Issue d'une collaboration avec le théâtre HORA, basé à Zurich, la particularité de cette compagnie est d’être composée de comédiens atypiques
Jérome Bel s’est toujours montré soucieux dans chacune de ses pièces, de porter sa réflexion sur la chorégraphie mais surtout le théâtre. Sans cesse à la recherche de nouvelle formes, il pousse la chorégraphie et le jeu théâtral dans ses plus infimes retranchement. Souvent considéré comme l’un des chefs de file de la danse minimaliste ; peu de mouvements, un abandon de la virtuosité, pour aller au plus profond des choses : creuser des intentions , des questionnements et tout cela sans esbrouffe ou artifice. Mais cette posture, a priori rigide, laisse passer l’émotion, la rend même plus fort encore. « Disable Theater » est un spectacle sensible qui prend aux tripes.
Le travail de
Jérome Bel part d’une commande, celle du théâtre HORA, qui comme nous l’avons
vu est composé de onze comédiens professionnels, tous handicapés mentaux. Le
metteur en scène et chorégraphe répond positivement à cette commande car elle
est dans le droit fil de ses propres préoccupations scéniques, le thème de
l’aliénation qu’il développe au fil de son parcours artistique.
Avec la compagnie
HORA , il vient de plein fouet se heurter à cette forme d’aliénation que peut
être la déficience mentale, que peut-on en faire ? Que peut-on en
dire ? Quelle place est assignée à qui ? Comment se définissent les
rapports entre spectateurs et comédiens ? Rapports de pitié, d’empathie,
de voyeurisme ? Un peu tout à la fois. Il y a aussi cette fragilité, cette
faiblesse des comédiens eux-mêmes. D’ailleurs, Jérome Bel fait déjà référence à
cette fragilité, à cette faiblesse avec cette magnifique pièce qu’il monte et crée avec Anne Teresa De
Keersmaeker « 3Abschied » tiré du Lied de Gustav Mahler, où l’émotion
l’emporte avec Anne Teresa De Keersmaker interprétant elle-même le Lied dans la
troisième partie du spectacle. « Disable Theatre » nous procure cette
même émotion, non teintée d’ambigüité. Une des forces de Jérome Bel ! Mais
laissons-lui la parole.
Transversales : On vous définit comme le leader de la
« Non Dance », ce spectacle avec HORA, n'est ce pas une occasion d’alimenter cette
réputation ?
Jérome Bel : Le principe de non-dance est une
aberration pour moi ! Je ne me définis pas comme cela, c’est une invention
de journaliste en mal d’inspiration où croyant avoir lancé un nouveau concept
sur le marché ! De plus je définis ma démarche comme singularité plutôt
que concept. Je m’adosse à une idée de l’art, inventive, novatrice… Je cherche
de nouvelles façons de danser, j’envisage l’art comme progression et non comme
répétition, comme un travail expérimental ! D’ailleurs, c’est ce que
j’envisage avec les comédiens d’HORA. Come je ne vois pas non plus de grande
différence entre performance et danse. Pour moi, il y a juste , une salle, un
théâtre, une scèn et une expérimentation à l’intérieur… Pas de limites, pas de
frontières ,sauf les murs de la salle et encore l’image persiste hors des
murs ! Concernant HORA, j’ai des croyances que j’essaie de casser… ils
m’apprennent que le théâtre peut être autre chose… Essayer d’être le plus libre possible !
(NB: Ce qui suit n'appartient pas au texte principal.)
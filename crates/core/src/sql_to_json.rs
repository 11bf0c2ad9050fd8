use base64::prelude::*;
use thiserror::Error;

#[derive(Debug, Error)]
pub enum JsonError {
  #[error("Float not finite")]
  Finite,
}

pub(crate) fn value_to_json(value: rusqlite::types::Value) -> Result<serde_json::Value, JsonError> {
  use rusqlite::types::Value;

  return Ok(match value {
    Value::Null => serde_json::Value::Null,
    Value::Real(real) => {
      let Some(number) = serde_json::Number::from_f64(real) else {
        return Err(JsonError::Finite);
      };
      serde_json::Value::Number(number)
    }
    Value::Integer(integer) => serde_json::Value::Number(serde_json::Number::from(integer)),
    Value::Blob(blob) => serde_json::Value::String(BASE64_URL_SAFE.encode(blob)),
    Value::Text(text) => serde_json::Value::String(text),
  });
}

/// Serialize SQL row to a json object keyed by column name.
///
/// NOTE: For duplicate column names, e.g. `SELECT 1 AS a, 2 AS a`, the last value wins.
pub fn row_to_json(
  row: tablerest_sqlite::Row,
) -> Result<serde_json::Map<String, serde_json::Value>, JsonError> {
  let mut map = serde_json::Map::<String, serde_json::Value>::default();
  for (name, value) in row.into_named_values() {
    map.insert(name, value_to_json(value)?);
  }
  return Ok(map);
}

/// Turns rows into a list of json objects.
pub fn rows_to_json(
  rows: tablerest_sqlite::Rows,
) -> Result<Vec<serde_json::Map<String, serde_json::Value>>, JsonError> {
  return rows.into_iter().map(row_to_json).collect();
}

#[cfg(test)]
mod tests {
  use serde_json::json;

  use super::*;

  #[tokio::test]
  async fn test_rows_to_json() {
    let conn = tablerest_sqlite::Connection::open_in_memory().unwrap();
    conn
      .execute_batch(
        r#"
          CREATE TABLE test_table (
            id    INTEGER PRIMARY KEY,
            name  TEXT,
            score REAL,
            data  BLOB
          ) STRICT;
          INSERT INTO test_table (id, name, score, data) VALUES (1, 'first', 0.5, X'0102');
          INSERT INTO test_table (id, name, score, data) VALUES (2, NULL, NULL, NULL);
        "#,
      )
      .await
      .unwrap();

    let rows = conn
      .query("SELECT * FROM test_table ORDER BY id", ())
      .await
      .unwrap();
    let json = rows_to_json(rows).unwrap();

    assert_eq!(
      serde_json::Value::Array(json.into_iter().map(serde_json::Value::Object).collect()),
      json!([
        {"id": 1, "name": "first", "score": 0.5, "data": BASE64_URL_SAFE.encode([1u8, 2u8])},
        {"id": 2, "name": null, "score": null, "data": null},
      ])
    );
  }

  #[test]
  fn test_non_finite_real() {
    assert!(matches!(
      value_to_json(rusqlite::types::Value::Real(f64::NAN)),
      Err(JsonError::Finite)
    ));
  }
}
use rusqlite::types::ToSqlOutput;
use rusqlite::{Result, Statement, types};
use std::borrow::Cow;

/// Named parameters, e.g. `[(":name", Value::Text("foo"))]`. Names include the prefix (`:`, `@`
/// or `$`) as it appears in the statement.
pub type NamedParams = Vec<(Cow<'static, str>, types::Value)>;

// This strong typedef only exists to implement From<Option<T>>.
#[allow(missing_debug_implementations)]
pub enum ToSqlType {
  /// A borrowed SQLite-representable value.
  Borrowed(types::ValueRef<'static>),

  /// An owned SQLite-representable value.
  Owned(types::Value),
}

impl rusqlite::ToSql for ToSqlType {
  #[inline]
  fn to_sql(&self) -> Result<ToSqlOutput<'_>> {
    return Ok(match *self {
      ToSqlType::Borrowed(v) => ToSqlOutput::Borrowed(v),
      ToSqlType::Owned(ref v) => ToSqlOutput::Borrowed(types::ValueRef::from(v)),
    });
  }
}

impl<T: ?Sized> From<&'static T> for ToSqlType
where
  &'static T: Into<types::ValueRef<'static>>,
{
  #[inline]
  fn from(t: &'static T) -> Self {
    return ToSqlType::Borrowed(t.into());
  }
}

macro_rules! from_value(
    ($t:ty) => (
        impl From<$t> for ToSqlType {
            #[inline]
            fn from(t: $t) -> Self { ToSqlType::Owned(t.into())}
        }
        impl From<Option<$t>> for ToSqlType {
            #[inline]
            fn from(t: Option<$t>) -> Self {
                match t {
                    Some(t) => ToSqlType::Owned(t.into()),
                    None => ToSqlType::Owned(types::Value::Null),
                }
            }
        }
    )
);

from_value!(String);
from_value!(bool);
from_value!(i64);
from_value!(f64);
from_value!(Vec<u8>);
from_value!(types::Value);

/// Binds a set of parameters to a prepared statement.
///
/// Named parameters that do not appear in the statement are skipped rather than rejected, which
/// lets callers pass a whole request body even if the statement only references a subset.
pub trait Params {
  fn bind(self, stmt: &mut Statement<'_>) -> rusqlite::Result<()>;
}

impl Params for () {
  fn bind(self, _stmt: &mut Statement<'_>) -> rusqlite::Result<()> {
    return Ok(());
  }
}

impl Params for NamedParams {
  fn bind(self, stmt: &mut Statement<'_>) -> rusqlite::Result<()> {
    for (name, v) in self {
      let Some(idx) = stmt.parameter_index(&name)? else {
        continue;
      };
      stmt.raw_bind_parameter(idx, v)?;
    }
    return Ok(());
  }
}

impl Params for Vec<(&'static str, types::Value)> {
  fn bind(self, stmt: &mut Statement<'_>) -> rusqlite::Result<()> {
    for (name, v) in self {
      let Some(idx) = stmt.parameter_index(name)? else {
        continue;
      };
      stmt.raw_bind_parameter(idx, v)?;
    }
    return Ok(());
  }
}

impl<const N: usize> Params for [(&str, ToSqlType); N] {
  fn bind(self, stmt: &mut Statement<'_>) -> rusqlite::Result<()> {
    for (name, v) in self {
      let Some(idx) = stmt.parameter_index(name)? else {
        continue;
      };
      stmt.raw_bind_parameter(idx, v)?;
    }
    return Ok(());
  }
}

impl Params for Vec<types::Value> {
  fn bind(self, stmt: &mut Statement<'_>) -> rusqlite::Result<()> {
    for (idx, p) in self.into_iter().enumerate() {
      stmt.raw_bind_parameter(idx + 1, p)?;
    }
    return Ok(());
  }
}

impl<const N: usize> Params for [ToSqlType; N] {
  fn bind(self, stmt: &mut Statement<'_>) -> rusqlite::Result<()> {
    for (idx, p) in self.into_iter().enumerate() {
      stmt.raw_bind_parameter(idx + 1, p)?;
    }
    return Ok(());
  }
}

impl<const N: usize> Params for [types::Value; N] {
  fn bind(self, stmt: &mut Statement<'_>) -> rusqlite::Result<()> {
    for (idx, p) in self.into_iter().enumerate() {
      stmt.raw_bind_parameter(idx + 1, p)?;
    }
    return Ok(());
  }
}
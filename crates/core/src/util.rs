use axum::http::HeaderMap;
use axum::http::header::AsHeaderName;

/// Header value as string. Missing and non-ASCII values yield `None`.
#[inline]
pub(crate) fn get_header<K: AsHeaderName>(headers: &HeaderMap, key: K) -> Option<&str> {
  return headers.get(key).and_then(|value| value.to_str().ok());
}
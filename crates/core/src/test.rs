use axum::response::Response;

pub(crate) async fn unpack_json_response<T: for<'a> serde::Deserialize<'a>>(
  response: Response,
) -> Result<T, anyhow::Error> {
  let bytes = axum::body::to_bytes(response.into_body(), usize::MAX).await?;
  return Ok(serde_json::from_slice::<T>(&bytes)?);
}
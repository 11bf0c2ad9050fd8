use axum::Json;
use axum::http::StatusCode;
use axum::response::{IntoResponse, Response};
use serde_json::json;
use thiserror::Error;

use crate::database::DatabaseError;

/// Publicly visible errors of the REST API.
///
/// NOTE: Do not use thiserror's #from, all mappings should be explicit.
#[derive(Debug, Error)]
pub enum RestApiError {
  #[error("Unknown REQUEST_METHOD")]
  UnknownMethod,
  #[error("Missing record id")]
  MissingRecordId,
  #[error("Bad request: {0}")]
  BadRequest(&'static str),
  #[error("{0}")]
  Database(DatabaseError),
}

impl From<DatabaseError> for RestApiError {
  fn from(err: DatabaseError) -> Self {
    return Self::Database(err);
  }
}

impl From<crate::rest_api::params::ParamsError> for RestApiError {
  fn from(err: crate::rest_api::params::ParamsError) -> Self {
    use crate::rest_api::params::ParamsError;

    return Self::BadRequest(match err {
      ParamsError::UnsupportedContentType => "Unsupported Content-Type",
      ParamsError::NotAnObject => "Expected JSON object",
      ParamsError::Json(_) => "Invalid JSON",
      ParamsError::Form(_) => "Invalid form data",
      ParamsError::InvalidFieldName(_) => "Invalid field name",
    });
  }
}

impl IntoResponse for RestApiError {
  fn into_response(self) -> Response {
    let message = match self {
      Self::Database(err) => return err.into_response(),
      Self::UnknownMethod => "Unknown REQUEST_METHOD",
      Self::MissingRecordId => "Missing record id",
      Self::BadRequest(msg) => msg,
    };

    return (StatusCode::BAD_REQUEST, Json(json!({ "error": message }))).into_response();
  }
}
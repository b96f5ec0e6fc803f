//! Built-in 5x7 ASCII font for diagnostic text
//!
//! Each glyph is five column bytes, bit 0 at the top, which is the same
//! orientation as a framebuffer page.

/// Horizontal advance per character (5 columns + 1 spacing)
pub const CELL_WIDTH: usize = 6;

/// Vertical advance per text row
pub const CELL_HEIGHT: usize = 8;

/// Glyph columns for printable ASCII, or `None`
pub(super) fn glyph(ch: char) -> Option<&'static [u8; 5]> {
    let idx = ch as usize;
    if (0x20..0x7F).contains(&idx) {
        Some(&FONT_5X7[idx - 0x20])
    } else {
        None
    }
}

static FONT_5X7: [[u8; 5]; 95] = [
    [0x00, 0x00, 0x00, 0x00, 0x00], // ' '
    [0x00, 0x00, 0x5F, 0x00, 0x00], // !
    [0x00, 0x07, 0x00, 0x07, 0x00], // "
    [0x14, 0x7F, 0x14, 0x7F, 0x14], // #
    [0x24, 0x2A, 0x7F, 0x2A, 0x12], // $
    [0x23, 0x13, 0x08, 0x64, 0x62], // %
    [0x36, 0x49, 0x55, 0x22, 0x50], // &
    [0x00, 0x05, 0x03, 0x00, 0x00], // '
    [0x00, 0x1C, 0x22, 0x41, 0x00], // (
    [0x00, 0x41, 0x22, 0x1C, 0x00], // )
    [0x08, 0x2A, 0x1C, 0x2A, 0x08], // *
    [0x08, 0x08, 0x3E, 0x08, 0x08], // +
    [0x00, 0x50, 0x30, 0x00, 0x00], // ,
    [0x08, 0x08, 0x08, 0x08, 0x08], // -
    [0x00, 0x60, 0x60, 0x00, 0x00], // .
    [0x20, 0x10, 0x08, 0x04, 0x02], // /
    [0x3E, 0x51, 0x49, 0x45, 0x3E], // 0
    [0x00, 0x42, 0x7F, 0x40, 0x00], // 1
    [0x42, 0x61, 0x51, 0x49, 0x46], // 2
    [0x21, 0x41, 0x45, 0x4B, 0x31], // 3
    [0x18, 0x14, 0x12, 0x7F, 0x10], // 4
    [0x27, 0x45, 0x45, 0x45, 0x39], // 5
    [0x3C, 0x4A, 0x49, 0x49, 0x30], // 6
    [0x01, 0x71, 0x09, 0x05, 0x03], // 7
    [0x36, 0x49, 0x49, 0x49, 0x36], // 8
    [0x06, 0x49, 0x49, 0x29, 0x1E], // 9
    [0x00, 0x36, 0x36, 0x00, 0x00], // :
    [0x00, 0x56, 0x36, 0x00, 0x00], // ;
    [0x08, 0x14, 0x22, 0x41, 0x00], // <
    [0x14, 0x14, 0x14, 0x14, 0x14], // =
    [0x00, 0x41, 0x22, 0x14, 0x08], // >
    [0x02, 0x01, 0x51, 0x09, 0x06], // ?
    [0x32, 0x49, 0x79, 0x41, 0x3E], // @
    [0x7E, 0x11, 0x11, 0x11, 0x7E], // A
    [0x7F, 0x49, 0x49, 0x49, 0x36], // B
    [0x3E, 0x41, 0x41, 0x41, 0x22], // C
    [0x7F, 0x41, 0x41, 0x22, 0x1C], // D
    [0x7F, 0x49, 0x49, 0x49, 0x41], // E
    [0x7F, 0x09, 0x09, 0x09, 0x01], // F
    [0x3E, 0x41, 0x49, 0x49, 0x7A], // G
    [0x7F, 0x08, 0x08, 0x08, 0x7F], // H
    [0x00, 0x41, 0x7F, 0x41, 0x00], // I
    [0x20, 0x40, 0x41, 0x3F, 0x01], // J
    [0x7F, 0x08, 0x14, 0x22, 0x41], // K
    [0x7F, 0x40, 0x40, 0x40, 0x40], // L
    [0x7F, 0x02, 0x0C, 0x02, 0x7F], // M
    [0x7F, 0x04, 0x08, 0x10, 0x7F], // N
    [0x3E, 0x41, 0x41, 0x41, 0x3E], // O
    [0x7F, 0x09, 0x09, 0x09, 0x06], // P
    [0x3E, 0x41, 0x51, 0x21, 0x5E], // Q
    [0x7F, 0x09, 0x19, 0x29, 0x46], // R
    [0x46, 0x49, 0x49, 0x49, 0x31], // S
    [0x01, 0x01, 0x7F, 0x01, 0x01], // T
    [0x3F, 0x40, 0x40, 0x40, 0x3F], // U
    [0x1F, 0x20, 0x40, 0x20, 0x1F], // V
    [0x3F, 0x40, 0x38, 0x40, 0x3F], // W
    [0x63, 0x14, 0x08, 0x14, 0x63], // X
    [0x07, 0x08, 0x70, 0x08, 0x07], // Y
    [0x61, 0x51, 0x49, 0x45, 0x43], // Z
    [0x00, 0x7F, 0x41, 0x41, 0x00], // [
    [0x02, 0x04, 0x08, 0x10, 0x20], // backslash
    [0x00, 0x41, 0x41, 0x7F, 0x00], // ]
    [0x04, 0x02, 0x01, 0x02, 0x04], // ^
    [0x40, 0x40, 0x40, 0x40, 0x40], // _
    [0x00, 0x01, 0x02, 0x04, 0x00], // `
    [0x20, 0x54, 0x54, 0x54, 0x78], // a
    [0x7F, 0x48, 0x44, 0x44, 0x38], // b
    [0x38, 0x44, 0x44, 0x44, 0x20], // c
    [0x38, 0x44, 0x44, 0x48, 0x7F], // d
    [0x38, 0x54, 0x54, 0x54, 0x18], // e
    [0x08, 0x7E, 0x09, 0x01, 0x02], // f
    [0x0C, 0x52, 0x52, 0x52, 0x3E], // g
    [0x7F, 0x08, 0x04, 0x04, 0x78], // h
    [0x00, 0x44, 0x7D, 0x40, 0x00], // i
    [0x20, 0x40, 0x44, 0x3D, 0x00], // j
    [0x7F, 0x10, 0x28, 0x44, 0x00], // k
    [0x00, 0x41, 0x7F, 0x40, 0x00], // l
    [0x7C, 0x04, 0x18, 0x04, 0x78], // m
    [0x7C, 0x08, 0x04, 0x04, 0x78], // n
    [0x38, 0x44, 0x44, 0x44, 0x38], // o
    [0x7C, 0x14, 0x14, 0x14, 0x08], // p
    [0x08, 0x14, 0x14, 0x18, 0x7C], // q
    [0x7C, 0x08, 0x04, 0x04, 0x08], // r
    [0x48, 0x54, 0x54, 0x54, 0x20], // s
    [0x04, 0x3F, 0x44, 0x40, 0x20], // t
    [0x3C, 0x40, 0x40, 0x20, 0x7C], // u
    [0x1C, 0x20, 0x40, 0x20, 0x1C], // v
    [0x3C, 0x40, 0x30, 0x40, 0x3C], // w
    [0x44, 0x28, 0x10, 0x28, 0x44], // x
    [0x0C, 0x50, 0x50, 0x50, 0x3C], // y
    [0x44, 0x64, 0x54, 0x4C, 0x44], // z
    [0x00, 0x08, 0x36, 0x41, 0x00], // {
    [0x00, 0x00, 0x7F, 0x00, 0x00], // |
    [0x00, 0x41, 0x36, 0x08, 0x00], // }
    [0x08, 0x04, 0x08, 0x10, 0x08], // ~
];
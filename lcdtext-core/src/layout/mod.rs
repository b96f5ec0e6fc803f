//! Four-line status layout
//!
//! The display is split into four stacked text lines:
//!
//! ```text
//! line 0  small   y = 0
//! line 1  LARGE   y = small
//! line 2  small   y = small + large
//! line 3  small   y = 2 * small + large
//! ```
//!
//! With the default 128x64 panel and 12/28 px fonts that is y = 0, 12, 40
//! and 52. Lines are not truncated; whatever does not fit is clipped by the
//! compositor.

use std::path::Path;

use log::{info, warn};

use crate::framebuffer::{frame_len, Framebuffer, FramebufferError};
use crate::text::{FontError, FontFace, TextRenderer};

/// Number of text lines
pub const LINE_COUNT: usize = 4;

/// Index of the large line
pub const LARGE_LINE: usize = 1;

/// Font role of a line
#[derive(Debug, Clone, Copy, PartialEq, Eq)]
pub enum LineRole {
    Small,
    Large,
}

impl LineRole {
    /// Role of `line_id`, or `None` for an invalid id
    pub fn of(line_id: usize) -> Option<Self> {
        match line_id {
            LARGE_LINE => Some(LineRole::Large),
            id if id < LINE_COUNT => Some(LineRole::Small),
            _ => None,
        }
    }
}

/// Approximate advance of a monospace glyph at `font_size` px
pub fn estimate_char_width(font_size: u32) -> u32 {
    font_size * 6 / 10
}

/// Renderers and canvas, present only while initialized
struct Renderers<F> {
    small: TextRenderer<F>,
    large: TextRenderer<F>,
    canvas: Framebuffer,
}

/// Four independently addressable text lines rendered into one frame
pub struct LineDisplay<F> {
    width: usize,
    height: usize,
    small_font_size: u32,
    large_font_size: u32,
    renderers: Option<Renderers<F>>,
    lines: [String; LINE_COUNT],
    framebuffer: Vec<u8>,
}

impl<F: FontFace> LineDisplay<F> {
    /// Create an uninitialized display
    ///
    /// Fails if `height` is not a multiple of 8. A layout taller than the
    /// panel is accepted; the bottom lines are clipped.
    pub fn new(
        width: usize,
        height: usize,
        small_font_size: u32,
        large_font_size: u32,
    ) -> Result<Self, FramebufferError> {
        let len = frame_len(width, height)?;

        let stack = 3 * small_font_size as usize + large_font_size as usize;
        if stack > height {
            warn!(
                "line layout is {} px tall but the panel has {} px; bottom lines will clip",
                stack, height
            );
        }

        Ok(Self {
            width,
            height,
            small_font_size,
            large_font_size,
            renderers: None,
            lines: Default::default(),
            framebuffer: vec![0; len],
        })
    }

    /// Default 128x64 layout with 12 px and 28 px fonts
    pub fn with_defaults() -> Self {
        Self {
            width: 128,
            height: 64,
            small_font_size: 12,
            large_font_size: 28,
            renderers: None,
            lines: Default::default(),
            framebuffer: vec![0; 128 * 64 / 8],
        }
    }

    /// Load `font_path` at both sizes
    ///
    /// Any previous state is discarded first and all lines are cleared. If
    /// loading fails the display is left uninitialized.
    pub fn initialize(&mut self, font_path: impl AsRef<Path>) -> Result<(), FontError> {
        self.uninitialize();

        let path = font_path.as_ref();
        let renderers = self.build_renderers(path)?;

        self.renderers = Some(renderers);
        self.clear_all();
        info!(
            "line display {}x{} ready ({} / {} px, {})",
            self.width,
            self.height,
            self.small_font_size,
            self.large_font_size,
            path.display()
        );
        Ok(())
    }

    fn build_renderers(&self, path: &Path) -> Result<Renderers<F>, FontError> {
        let canvas = Framebuffer::new(self.width, self.height)?;

        let mut small = TextRenderer::new();
        small.load_font(path)?;
        small.set_pixel_size(self.small_font_size);

        let mut large = TextRenderer::new();
        large.load_font(path)?;
        large.set_pixel_size(self.large_font_size);

        Ok(Renderers {
            small,
            large,
            canvas,
        })
    }

    /// Drop the loaded fonts
    pub fn uninitialize(&mut self) {
        self.renderers = None;
    }

    /// Whether fonts are loaded
    pub fn is_initialized(&self) -> bool {
        self.renderers.is_some()
    }

    /// Pixel size used by a role
    pub fn font_size(&self, role: LineRole) -> u32 {
        match role {
            LineRole::Small => self.small_font_size,
            LineRole::Large => self.large_font_size,
        }
    }

    /// Role of a line, `None` for an invalid id
    pub fn line_role(&self, line_id: usize) -> Option<LineRole> {
        LineRole::of(line_id)
    }

    /// Top of a line: the summed heights of the lines above it
    pub fn line_offset(&self, line_id: usize) -> Option<i32> {
        LineRole::of(line_id)?;
        let offset = (0..line_id)
            .filter_map(LineRole::of)
            .map(|role| self.font_size(role) as i32)
            .sum();
        Some(offset)
    }

    /// Estimated number of characters that fit on a line
    ///
    /// 0 for an invalid line id.
    pub fn capacity(&self, line_id: usize) -> usize {
        let Some(role) = LineRole::of(line_id) else {
            return 0;
        };
        match estimate_char_width(self.font_size(role)) {
            0 => 0,
            char_width => self.width / char_width as usize,
        }
    }

    /// Replace the text of a line (ignored for an invalid id)
    pub fn set_text(&mut self, line_id: usize, text: impl Into<String>) {
        if let Some(line) = self.lines.get_mut(line_id) {
            *line = text.into();
        }
    }

    /// Text of a line, empty for an invalid id
    pub fn text(&self, line_id: usize) -> &str {
        self.lines.get(line_id).map_or("", String::as_str)
    }

    /// Clear one line (ignored for an invalid id)
    pub fn clear_line(&mut self, line_id: usize) {
        if let Some(line) = self.lines.get_mut(line_id) {
            line.clear();
        }
    }

    /// Clear all lines
    pub fn clear_all(&mut self) {
        for line in &mut self.lines {
            line.clear();
        }
    }

    /// Render every non-empty line and return the frame
    ///
    /// Before initialization this returns the previous frame untouched. A
    /// line that fails to draw is logged and skipped.
    pub fn render(&mut self) -> &[u8] {
        let offsets: [i32; LINE_COUNT] =
            core::array::from_fn(|id| self.line_offset(id).unwrap_or(0));

        let Some(r) = self.renderers.as_mut() else {
            return &self.framebuffer;
        };

        r.canvas.clear();
        let (width, height) = (r.canvas.width(), r.canvas.height());

        for (id, text) in self.lines.iter().enumerate() {
            if text.is_empty() {
                continue;
            }
            let renderer = match LineRole::of(id) {
                Some(LineRole::Large) => &r.large,
                _ => &r.small,
            };
            if let Err(e) = renderer.draw_utf8(
                r.canvas.fb_mut(),
                width,
                height,
                0,
                offsets[id],
                text.as_str(),
                true,
            ) {
                warn!("line {}: {}", id, e);
            }
        }

        self.framebuffer.copy_from_slice(r.canvas.fb());
        &self.framebuffer
    }

    /// Last rendered frame, without re-rendering
    pub fn framebuffer(&self) -> &[u8] {
        &self.framebuffer
    }

    /// Width in pixels
    pub fn width(&self) -> usize {
        self.width
    }

    /// Height in pixels
    pub fn height(&self) -> usize {
        self.height
    }

    /// Small font pixel size
    pub fn small_font_size(&self) -> u32 {
        self.small_font_size
    }

    /// Large font pixel size
    pub fn large_font_size(&self) -> u32 {
        self.large_font_size
    }
}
T : Quelle est la genèse de cette aventure ?
JB : C'est simple , l’on m’a proposé de travailler avec HORA en m’expliquant la particularité des comédiens composant cette compagnie. J’ai d’abord demandé des DVD d’autres spectacles montés par cette compagnie avant de donner une réponse négative ou positive. La vision de ces DVD furent pour moi un choc incompréhensible ! Et je me suis décider à tenter le pari. Par contre, jamais je n’aurais accepté si cela n’avaient pas été des comédiens. Pour plusieurs raisons, malgré leurs handicaps mentaux, ils sont comédiens profesionnels,l’autre raison est que je suis metteur en scène chorégraphe mais absolumment pas éducateur spécialisé ou animateur ! J’ai un grand respect pour leur travail mais ce n’est pas le mien !
T : Vous avez l’honnêteté de le dire !
JB : Oui, peut-être… Mais , en tout cas, il y aurait eu refus de ma part hors de ce cadre… Comme je vous le dit je ne suis pas médecin ou acteur social...
T : Comment se sont passés les premières rencontres ?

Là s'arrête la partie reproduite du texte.